Whenever a line in the data holds the string "HashSet", copy that line.
(Exercise inputs)
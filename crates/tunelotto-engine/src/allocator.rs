//! Batch generation with pool coverage.
//!
//! Pass 1 generates tickets one after another, raising the priority weight of
//! still-unused tracks as the remaining tickets run short of cells. Pass 2
//! ([`repair_coverage`]) swaps leftover tracks into existing tickets, one
//! same-column cell at a time, producing new ticket values.

use std::collections::{HashMap, HashSet};

use rand::seq::SliceRandom;
use rand::Rng;
use tracing::{debug, info};

use crate::config::GeneratorConfig;
use crate::generator::{Priority, TicketGenerator};
use crate::rng::{create_rng, derive_seed};
use crate::ticket::{Ticket, ITEMS_PER_TICKET};
use crate::track::{Track, TrackId};

/// Generates `count` tickets with the default configuration.
pub fn generate_tickets<R: Rng + ?Sized>(
    tracks: &[Track],
    count: usize,
    rng: &mut R,
) -> Vec<Ticket> {
    generate_tickets_with_config(tracks, count, &GeneratorConfig::default(), rng)
}

/// Generates a reproducible batch from a seed.
///
/// Generation and repair draw from separate streams derived from `seed`.
pub fn generate_tickets_seeded(
    tracks: &[Track],
    count: usize,
    seed: u32,
    config: &GeneratorConfig,
) -> Vec<Ticket> {
    let mut rng = create_rng(derive_seed(seed, "tickets"));
    let tickets = generate_pass(tracks, count, config, &mut rng);
    let mut repair_rng = create_rng(derive_seed(seed, "repair"));
    repair_coverage(tracks, tickets, config, &mut repair_rng)
}

/// Generates `count` tickets, then repairs coverage.
///
/// Ticket ids run from `TICKET-0001` to the batch size.
pub fn generate_tickets_with_config<R: Rng + ?Sized>(
    tracks: &[Track],
    count: usize,
    config: &GeneratorConfig,
    rng: &mut R,
) -> Vec<Ticket> {
    let tickets = generate_pass(tracks, count, config, rng);
    repair_coverage(tracks, tickets, config, rng)
}

fn generate_pass<R: Rng + ?Sized>(
    tracks: &[Track],
    count: usize,
    config: &GeneratorConfig,
    rng: &mut R,
) -> Vec<Ticket> {
    let generator = TicketGenerator::new(tracks, config);
    let mut used: HashSet<TrackId> = HashSet::new();
    let mut tickets = Vec::with_capacity(count);

    for i in 0..count {
        let unused: HashSet<TrackId> = tracks
            .iter()
            .map(|t| t.id)
            .filter(|id| !used.contains(id))
            .collect();
        let coverable = (count - i) * ITEMS_PER_TICKET;
        let weight = config.priority.weight_for(unused.len(), coverable);

        let sequence = u32::try_from(i + 1).unwrap_or(u32::MAX);
        let ticket = generator.generate(sequence, Some(Priority::new(&unused, weight)), rng);
        used.extend(ticket.track_ids());
        tickets.push(ticket);
    }

    tickets
}

/// Swaps never-used tracks into existing tickets.
///
/// A swap replaces a filled cell with an unused track of the same column, so
/// row counts, full columns and column ranges are unchanged. The removed
/// track must still appear on another ticket, so coverage only grows. Tickets
/// are visited newest first: the `ceil(remaining / per_ticket)` most recent
/// ones, then the older ones when `sweep_all_tickets` is set. Tracks with no
/// eligible slot stay uncovered.
pub fn repair_coverage<R: Rng + ?Sized>(
    tracks: &[Track],
    mut tickets: Vec<Ticket>,
    config: &GeneratorConfig,
    rng: &mut R,
) -> Vec<Ticket> {
    let mut usage: HashMap<TrackId, usize> = HashMap::new();
    for id in tickets.iter().flat_map(Ticket::track_ids) {
        *usage.entry(id).or_insert(0) += 1;
    }

    let mut unused: Vec<&Track> = tracks
        .iter()
        .filter(|t| !usage.contains_key(&t.id))
        .collect();
    if unused.is_empty() || tickets.is_empty() {
        return tickets;
    }

    let per_ticket = config.repair.replacements_per_ticket.max(1);
    let window = unused.len().div_ceil(per_ticket).min(tickets.len());
    let visit = if config.repair.sweep_all_tickets {
        tickets.len()
    } else {
        window
    };
    let before = unused.len();

    for index in (0..tickets.len()).rev().take(visit) {
        if unused.is_empty() {
            break;
        }

        let mut positions: Vec<(usize, usize, TrackId)> = tickets[index]
            .filled_cells()
            .filter_map(|cell| cell.track.as_ref().map(|t| (cell.row, cell.col, t.id)))
            .collect();
        positions.shuffle(rng);

        let mut replacements: Vec<(usize, usize, Track)> = Vec::new();
        for (row, col, old_id) in positions {
            if replacements.len() >= per_ticket || unused.is_empty() {
                break;
            }
            if usage.get(&old_id).copied().unwrap_or(0) < 2 {
                continue;
            }
            let Some(pick) = unused.iter().position(|t| t.column() == Some(col)) else {
                continue;
            };
            let new_track = unused.remove(pick);

            if let Some(n) = usage.get_mut(&old_id) {
                *n -= 1;
            }
            usage.insert(new_track.id, 1);
            debug!(
                ticket = %tickets[index].id,
                row,
                col,
                removed = old_id,
                added = new_track.id,
                "coverage swap"
            );
            replacements.push((row, col, new_track.clone()));
        }

        if !replacements.is_empty() {
            tickets[index] = tickets[index].with_replacements(&replacements);
        }
    }

    info!(
        uncovered_before = before,
        uncovered_after = unused.len(),
        "coverage repair finished"
    );
    tickets
}

/// Returns the tracks that appear on none of the tickets, in pool order.
pub fn missed_tracks<'a>(tracks: &'a [Track], tickets: &[Ticket]) -> Vec<&'a Track> {
    let used: HashSet<TrackId> = tickets.iter().flat_map(Ticket::track_ids).collect();
    tracks.iter().filter(|t| !used.contains(&t.id)).collect()
}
(End Exercise inputs)
▶ Solved problem:
use std::collections::{HashMap, HashSet};
    let mut used: HashSet<TrackId> = HashSet::new();
        let unused: HashSet<TrackId> = tracks
    let used: HashSet<TrackId> = tickets.iter().flat_map(Ticket::track_ids).collect();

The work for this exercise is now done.